▸ PROBLEM DESCRIPTION:
Please tally the lines in the records that include the word "ConfigLoader" and answer with the bare number.
*** Block opens ***
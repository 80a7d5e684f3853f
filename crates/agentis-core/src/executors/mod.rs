//! Code execution backends for the agent loop.
//!
//! Executors run the code blocks the model writes and report the result as
//! plain text. The boundary is deliberately infallible: whatever goes wrong
//! (bad code, a dead interpreter, a timeout) comes back as
//! [`ExecutionOutcome::Error`] so the loop can append it to the transcript
//! and let the model react to it.

use async_trait::async_trait;

pub mod local;
pub mod sandbox;

pub use local::LocalExecutor;
pub use sandbox::SandboxExecutor;

/// The result of running one code block, as shown to the model.
#[derive(Debug, Clone, PartialEq, Eq)]
pub enum ExecutionOutcome {
    Success(String),
    Error(String),
}

impl ExecutionOutcome {
    /// The output text, whichever way the execution went.
    pub fn as_text(&self) -> &str {
        match self {
            ExecutionOutcome::Success(text) | ExecutionOutcome::Error(text) => text,
        }
    }

    pub fn into_text(self) -> String {
        match self {
            ExecutionOutcome::Success(text) | ExecutionOutcome::Error(text) => text,
        }
    }

    pub fn is_error(&self) -> bool {
        matches!(self, ExecutionOutcome::Error(_))
    }
}

#[async_trait]
pub trait CodeExecutor: Send + Sync {
    async fn execute(&self, code: &str) -> ExecutionOutcome;
}
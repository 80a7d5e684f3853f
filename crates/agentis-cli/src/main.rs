use std::path::PathBuf;
use std::sync::Arc;
use std::time::Duration;

use anyhow::{Context, Result};
use clap::Parser;
use log::LevelFilter;

use agentis_core::config::{AgentisConfig, ConfigLoader, ExecutorConfig};
use agentis_core::conversation::ConversationBuilder;
use agentis_core::executors::{CodeExecutor, LocalExecutor, SandboxExecutor};
use agentis_core::generator::HttpGenerator;
use agentis_core::search;
use agentis_core::template::TeraChatTemplate;
use agentis_core::AgentLoop;

#[derive(Parser, Debug)]
#[clap(
    name = "Agentis",
    author,
    version = "0.1.0",
    about = "Batch code agent over an OpenAI-compatible completions endpoint"
)]
struct Cli {
    #[clap(long, short, help = "Path to a YAML configuration file")]
    config: Option<PathBuf>,

    #[clap(long, help = "Read prompts from a file, one per line")]
    prompts_file: Option<PathBuf>,

    #[clap(long, short, default_value = "info")]
    log_level: String,

    #[clap(long, help = "Pretty-print the JSON results")]
    pretty: bool,

    #[clap(help = "Prompts to run, one conversation each")]
    prompts: Vec<String>,
}

#[tokio::main]
async fn main() -> Result<()> {
    let cli = Cli::parse();

    let log_level_filter = cli.log_level.parse().unwrap_or(LevelFilter::Info);
    env_logger::Builder::new()
        .filter_level(log_level_filter)
        .init();

    let config = match &cli.config {
        Some(path) => ConfigLoader::from_file(path)
            .with_context(|| format!("Failed to load configuration from {}", path.display()))?,
        None => AgentisConfig::default(),
    };

    let prompts = collect_prompts(&cli)?;
    log::info!(
        "Running {} prompt(s) against {}",
        prompts.len(),
        config.generator.api_base
    );

    let agent = build_loop(&config).await?;
    let completed = agent.run(&prompts).await?;

    let rendered = if cli.pretty {
        serde_json::to_string_pretty(&completed)?
    } else {
        serde_json::to_string(&completed)?
    };
    println!("{}", rendered);

    Ok(())
}

fn collect_prompts(cli: &Cli) -> Result<Vec<String>> {
    let prompts: Vec<String> = match &cli.prompts_file {
        Some(path) => {
            let content = std::fs::read_to_string(path)
                .with_context(|| format!("Failed to read prompts from {}", path.display()))?;
            content
                .lines()
                .map(str::trim)
                .filter(|line| !line.is_empty())
                .map(String::from)
                .collect()
        }
        None => cli.prompts.clone(),
    };
    if prompts.is_empty() {
        anyhow::bail!("No prompts given. Pass them as arguments or with --prompts-file.");
    }
    Ok(prompts)
}

async fn build_loop(config: &AgentisConfig) -> Result<AgentLoop> {
    let mut generator = HttpGenerator::new(
        config.generator.api_base.clone(),
        config.generator.model.clone(),
    )
    .with_timeout(Duration::from_secs(config.generator.timeout_seconds));
    if let Some(key) = &config.generator.api_key {
        generator = generator.with_api_key(key.clone());
    }

    let executor: Arc<dyn CodeExecutor> = match &config.executor {
        ExecutorConfig::Sandbox {
            image,
            dependencies,
            timeout_seconds,
        } => {
            let sandbox = SandboxExecutor::new(image.clone(), *timeout_seconds)
                .await
                .context("Failed to connect to Docker for the sandbox executor")?
                .with_dependencies(dependencies.clone());
            Arc::new(sandbox)
        }
        ExecutorConfig::Local {
            interpreter,
            args,
            timeout_seconds,
        } => {
            let local = LocalExecutor::new()
                .with_interpreter(interpreter.clone(), args.clone())
                .with_timeout(Duration::from_secs(*timeout_seconds));
            Arc::new(local)
        }
    };

    let mut builder = ConversationBuilder::new();
    if let Some(system) = &config.prompts.system {
        builder = builder.with_system_prompt(system.clone());
    }
    if let Some(environment) = &config.prompts.environment {
        builder = builder.with_environment_prompt(environment.clone());
    }
    if let Some(script_file) = &config.tools.script_file {
        builder = builder
            .with_tools_script_file(script_file)
            .context("Failed to load the tools script")?;
    }
    if config.tools.include_search_docs {
        builder = builder.with_tools(&search::tool_specs());
    }

    let template = match &config.prompts.chat_template {
        Some(template) => TeraChatTemplate::new(template.clone()),
        None => TeraChatTemplate::chatml(),
    };

    Ok(AgentLoop::new(
        Arc::new(generator),
        executor,
        Arc::new(template),
        builder,
        config.loop_config(),
    ))
}
// src/executors/sandbox.rs
use async_trait::async_trait;
use bollard::container::LogOutput;
use bollard::models::ContainerCreateBody;
use bollard::query_parameters::{
    CreateContainerOptions as BollardCreateContainerOptionsQuery,
    LogsOptions as BollardLogsOptionsQuery,
    RemoveContainerOptions as BollardRemoveContainerOptionsQuery,
    StartContainerOptions as BollardStartContainerOptionsQuery,
    StopContainerOptions as BollardStopContainerOptionsQuery,
    WaitContainerOptions as BollardWaitContainerOptionsQuery,
};
use bollard::Docker;
use futures_util::stream::StreamExt;
use std::default::Default;
use tempfile::Builder;
use tokio::fs;
use tokio::io::AsyncWriteExt;
use uuid::Uuid;

use super::{CodeExecutor, ExecutionOutcome};
use crate::errors::SandboxError;

/// Executor that runs each code block in a fresh Docker container.
///
/// Containers are never reused: every call stages the program into a new
/// temp directory, starts a new container from the configured image, and
/// tears it down when the run ends, times out, or fails. Configured
/// dependencies are installed with pip before the program runs.
pub struct SandboxExecutor {
    docker: Docker,
    image: String,
    dependencies: Vec<String>,
    timeout_seconds: u64,
}

impl SandboxExecutor {
    pub async fn new(image: String, timeout_seconds: u64) -> Result<Self, SandboxError> {
        let docker = Docker::connect_with_local_defaults()?;
        Ok(Self {
            docker,
            image,
            dependencies: Vec::new(),
            timeout_seconds,
        })
    }

    /// Packages to `pip install` in the container before the program runs.
    pub fn with_dependencies(mut self, dependencies: Vec<String>) -> Self {
        self.dependencies = dependencies;
        self
    }

    fn build_command(dependencies: &[String], script_path_in_container: &str) -> Vec<String> {
        if dependencies.is_empty() {
            vec!["python".to_string(), script_path_in_container.to_string()]
        } else {
            vec![
                "sh".to_string(),
                "-c".to_string(),
                format!(
                    "pip install --quiet {} && python {}",
                    dependencies.join(" "),
                    script_path_in_container
                ),
            ]
        }
    }

    async fn run(&self, code: &str) -> Result<String, SandboxError> {
        let temp_dir = Builder::new().prefix("agentis-exec-").tempdir()?;
        let host_temp_dir_path = temp_dir
            .path()
            .to_str()
            .ok_or_else(|| SandboxError::TempFileError("Invalid temp path".to_string()))?
            .to_string();

        let script_filename = format!("script_{}.py", Uuid::new_v4());
        let host_script_path = temp_dir.path().join(&script_filename);

        let mut file = fs::File::create(&host_script_path).await?;
        file.write_all(code.as_bytes()).await?;
        file.flush().await?;

        let container_work_dir = "/app";
        let script_path_in_container = format!("{}/{}", container_work_dir, script_filename);
        let cmd = Self::build_command(&self.dependencies, &script_path_in_container);

        let options = Some(BollardCreateContainerOptionsQuery {
            name: Some(format!("agentis-exec-{}", Uuid::new_v4())),
            ..Default::default()
        });

        let config = ContainerCreateBody {
            image: Some(self.image.clone()),
            cmd: Some(cmd),
            working_dir: Some(container_work_dir.to_string()),
            host_config: Some(bollard::models::HostConfig {
                binds: Some(vec![format!(
                    "{}:{}",
                    host_temp_dir_path, container_work_dir
                )]),
                ..Default::default()
            }),
            attach_stdout: Some(true),
            attach_stderr: Some(true),
            ..Default::default()
        };

        let container = self.docker.create_container(options, config).await?;
        self.docker
            .start_container(&container.id, None::<BollardStartContainerOptionsQuery>)
            .await?;

        // wait_container returns a stream; the first item carries the exit status.
        let mut wait_stream = self
            .docker
            .wait_container(&container.id, None::<BollardWaitContainerOptionsQuery>);
        let timeout_future =
            tokio::time::sleep(tokio::time::Duration::from_secs(self.timeout_seconds));

        let wait_outcome = tokio::select! {
            res = wait_stream.next() => res,
            _ = timeout_future => {
                log::warn!("Execution timed out for container {}", container.id);
                self.teardown(&container.id).await;
                return Err(SandboxError::Timeout(self.timeout_seconds));
            }
        };

        let wait_response = match wait_outcome {
            Some(Ok(response)) => response,
            Some(Err(e)) => {
                self.teardown(&container.id).await;
                return Err(SandboxError::BollardError(e));
            }
            None => {
                self.teardown(&container.id).await;
                return Err(SandboxError::ContainerFailed {
                    exit_code: None,
                    stdout: "Container wait stream ended unexpectedly".to_string(),
                    stderr: String::new(),
                });
            }
        };

        let mut log_stream = self.docker.logs(
            &container.id,
            Some(BollardLogsOptionsQuery {
                stdout: true,
                stderr: true,
                ..Default::default()
            }),
        );

        let mut stdout = String::new();
        let mut stderr = String::new();
        while let Some(log_result) = log_stream.next().await {
            match log_result {
                Ok(LogOutput::StdOut { message }) => {
                    stdout.push_str(std::str::from_utf8(&message)?)
                }
                Ok(LogOutput::StdErr { message }) => {
                    stderr.push_str(std::str::from_utf8(&message)?)
                }
                Ok(_) => {}
                Err(e) => {
                    self.teardown(&container.id).await;
                    return Err(SandboxError::BollardError(e));
                }
            }
        }

        self.teardown(&container.id).await;

        let exit_code = wait_response.status_code;
        if exit_code != 0 {
            return Err(SandboxError::ContainerFailed {
                exit_code: Some(exit_code),
                stdout,
                stderr,
            });
        }

        if stderr.is_empty() {
            Ok(stdout)
        } else {
            Ok(format!("{}{}", stdout, stderr))
        }
    }

    /// Best-effort removal, the only removal path. Runs after log collection
    /// on normal exits so the output cannot vanish with the container; the
    /// stop call is a no-op for containers that already exited, and the
    /// force remove covers ones still running after a timeout or wait
    /// failure.
    async fn teardown(&self, container_id: &str) {
        let _ = self
            .docker
            .stop_container(container_id, None::<BollardStopContainerOptionsQuery>)
            .await;
        let _ = self
            .docker
            .remove_container(
                container_id,
                Some(BollardRemoveContainerOptionsQuery {
                    force: true,
                    ..Default::default()
                }),
            )
            .await;
    }
}

#[async_trait]
impl CodeExecutor for SandboxExecutor {
    async fn execute(&self, code: &str) -> ExecutionOutcome {
        match self.run(code).await {
            Ok(output) => ExecutionOutcome::Success(output),
            Err(e) => ExecutionOutcome::Error(format!("Error executing code: {}", e)),
        }
    }
}

#[cfg(test)]
mod tests {
    use super::*;

    #[tokio::test]
    #[ignore] // requires a running Docker daemon and the python:3.10-slim image
    async fn runs_python_in_container() {
        let executor = SandboxExecutor::new("python:3.10-slim".to_string(), 60)
            .await
            .unwrap();
        let outcome = executor.execute("print(2 + 2)").await;
        assert_eq!(outcome, ExecutionOutcome::Success("4\n".to_string()));
    }

    #[tokio::test]
    #[ignore] // requires a running Docker daemon and the python:3.10-slim image
    async fn fast_exiting_container_output_is_captured() {
        // Exits as soon as it prints; the output must still be collected
        // before the container is removed.
        let executor = SandboxExecutor::new("python:3.10-slim".to_string(), 60)
            .await
            .unwrap();
        for _ in 0..3 {
            let outcome = executor.execute("print('fast')").await;
            assert_eq!(outcome, ExecutionOutcome::Success("fast\n".to_string()));
        }
    }

    #[tokio::test]
    #[ignore] // requires a running Docker daemon and the python:3.10-slim image
    async fn nonzero_exit_becomes_error_outcome() {
        let executor = SandboxExecutor::new("python:3.10-slim".to_string(), 60)
            .await
            .unwrap();
        let outcome = executor.execute("import sys; sys.exit(3)").await;
        assert!(outcome.is_error());
        assert!(outcome.as_text().starts_with("Error executing code:"));
    }

    #[test]
    fn command_runs_script_directly_without_dependencies() {
        let cmd = SandboxExecutor::build_command(&[], "/app/script_x.py");
        assert_eq!(cmd, vec!["python".to_string(), "/app/script_x.py".to_string()]);
    }

    #[test]
    fn install_step_is_folded_into_the_command() {
        let deps = vec!["numpy".to_string(), "pandas".to_string()];
        let cmd = SandboxExecutor::build_command(&deps, "/app/script_x.py");
        assert_eq!(cmd[0], "sh");
        assert_eq!(cmd[1], "-c");
        assert_eq!(
            cmd[2],
            "pip install --quiet numpy pandas && python /app/script_x.py"
        );
    }
}
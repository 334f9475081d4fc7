//! Bridges from tokio channels into observables.

use crate::disposable::Disposable;
use crate::error::StreamError;
use crate::observable::Observable;
use crate::observer::Subscriber;
use tokio::runtime::Handle;
use tokio::sync::broadcast::{self, error::RecvError};

/// Exposes a tokio broadcast channel as an observable.
///
/// Every subscription registers its own receiver, so it sees only messages
/// sent after it subscribed. Messages are forwarded by a task spawned on the
/// current runtime; disposing the subscription aborts that task and drops
/// the receiver. A lagged receiver ends the stream with a
/// [`Lagged`](crate::StreamErrorKind::Lagged) error.
///
/// The observable holds the channel weakly: once every other sender is
/// dropped, active subscriptions complete and new ones complete immediately.
pub fn from_broadcast<T>(sender: broadcast::Sender<T>) -> Observable<T>
where
    T: Clone + Send + 'static,
{
    let sender = sender.downgrade();
    Observable::create(move |subscriber: Subscriber<T>| {
        let Ok(runtime) = Handle::try_current() else {
            subscriber.on_error(StreamError::source(
                "broadcast bridge requires a tokio runtime",
            ));
            return Disposable::empty();
        };

        let Some(mut receiver) = sender.upgrade().map(|sender| sender.subscribe()) else {
            tracing::debug!("broadcast channel already closed");
            subscriber.on_completed();
            return Disposable::empty();
        };

        let task = runtime.spawn(async move {
            loop {
                match receiver.recv().await {
                    Ok(value) => {
                        if subscriber.is_disposed() {
                            break;
                        }
                        subscriber.on_next(value);
                    }
                    Err(RecvError::Lagged(skipped)) => {
                        tracing::warn!(skipped, "broadcast bridge lagged");
                        subscriber.on_error(StreamError::lagged(skipped));
                        break;
                    }
                    Err(RecvError::Closed) => {
                        subscriber.on_completed();
                        break;
                    }
                }
            }
        });

        Disposable::new(move || task.abort())
    })
}

#[cfg(test)]
mod tests {
    use super::*;
    use crate::disposable::SubscriptionState;
    use crate::error::StreamErrorKind;
    use crate::observer::Event;
    use tokio::sync::mpsc;

    fn forward(observable: &Observable<u32>) -> (Disposable, mpsc::UnboundedReceiver<Event<u32>>) {
        let (tx, rx) = mpsc::unbounded_channel();
        let handle = observable.subscribe_event(move |event| {
            let _ = tx.send(event);
        });
        (handle, rx)
    }

    async fn wait_for_receivers(sender: &broadcast::Sender<u32>, expected: usize) {
        for _ in 0..100 {
            if sender.receiver_count() == expected {
                return;
            }
            tokio::task::yield_now().await;
        }
        panic!(
            "expected {} receivers, found {}",
            expected,
            sender.receiver_count()
        );
    }

    #[tokio::test]
    async fn test_forwards_until_closed() {
        let (sender, initial) = broadcast::channel(16);
        let observable = from_broadcast(sender.clone());
        let (handle, mut events) = forward(&observable);

        sender.send(1).unwrap();
        sender.send(2).unwrap();
        drop(initial);
        drop(sender);

        assert_eq!(events.recv().await, Some(Event::Next(1)));
        assert_eq!(events.recv().await, Some(Event::Next(2)));
        assert_eq!(events.recv().await, Some(Event::Completed));
        assert_eq!(handle.state(), SubscriptionState::Completed);
    }

    #[tokio::test]
    async fn test_completes_while_observable_alive() {
        let (sender, _) = broadcast::channel(16);
        let observable = from_broadcast(sender.clone());
        let (handle, mut events) = forward(&observable);

        sender.send(1).unwrap();
        drop(sender);

        assert_eq!(events.recv().await, Some(Event::Next(1)));
        assert_eq!(events.recv().await, Some(Event::Completed));
        assert_eq!(handle.state(), SubscriptionState::Completed);

        let (late, mut late_events) = forward(&observable);
        assert_eq!(late_events.recv().await, Some(Event::Completed));
        assert_eq!(late.state(), SubscriptionState::Completed);
    }

    #[tokio::test]
    async fn test_dispose_drops_receiver() {
        let (sender, _) = broadcast::channel::<u32>(16);
        let observable = from_broadcast(sender.clone());
        assert_eq!(sender.receiver_count(), 0);

        let (handle, mut events) = forward(&observable);
        assert_eq!(sender.receiver_count(), 1);
        sender.send(1).unwrap();
        assert_eq!(events.recv().await, Some(Event::Next(1)));

        handle.dispose();
        wait_for_receivers(&sender, 0).await;
        assert!(sender.send(2).is_err());
    }

    #[tokio::test]
    async fn test_lag_is_an_error() {
        let (sender, _) = broadcast::channel::<u32>(1);
        let observable = from_broadcast(sender.clone());
        let (_handle, mut events) = forward(&observable);

        sender.send(1).unwrap();
        sender.send(2).unwrap();
        sender.send(3).unwrap();

        match events.recv().await {
            Some(Event::Error(err)) => assert_eq!(err.kind(), StreamErrorKind::Lagged),
            other => panic!("expected lag error, got {:?}", other),
        }
    }

    #[test]
    fn test_requires_runtime() {
        let (sender, _) = broadcast::channel::<u32>(1);
        let handle = from_broadcast(sender).subscribe_fn(|_| {});
        assert_eq!(handle.state(), SubscriptionState::Errored);
    }
}
//! The event stream capability consumed by subscription execution.

/// A lazy, push-based sequence of events observed by a single subscriber.
///
/// Subscription execution only ever asks a stream to derive another stream.
/// Attaching the final subscriber belongs to the concrete implementation, so
/// a transport picks the backing it understands (see
/// [`ObservableEventStream`](crate::ObservableEventStream)).
///
/// Implementations must keep these guarantees:
/// - constructing or transforming a stream does not subscribe to its source;
/// - every upstream event yields exactly one downstream event or error, in
///   the same order, with no buffering;
/// - disposing a derived stream's subscription releases the whole chain up
///   to the originating source;
/// - the first error terminates the stream.
///
/// A stream instance supports one subscription over its lifetime. Do not rely
/// on subscribing again after it terminated.
pub trait EventStream<T>: Send + Sync + 'static {
    /// The stream type produced by mapping events to `To`.
    type Transformed<To: Send + 'static>: EventStream<To>;

    /// Derives a stream that applies `f` to every event.
    ///
    /// `f` runs when an event is delivered to a subscriber, exactly once per
    /// event, on the thread the source emits from.
    fn transform<To, F>(&self, f: F) -> Self::Transformed<To>
    where
        To: Send + 'static,
        F: Fn(T) -> To + Send + Sync + 'static;

    /// Derives a stream that applies a fallible `f` to every event.
    ///
    /// An `Err` is delivered as the stream error for that event and ends the
    /// derived stream.
    fn try_transform<To, E, F>(&self, f: F) -> Self::Transformed<To>
    where
        To: Send + 'static,
        E: std::error::Error + Send + Sync + 'static,
        F: Fn(T) -> Result<To, E> + Send + Sync + 'static;
}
*** Block closes ***
▸ ANSWER BOX:
2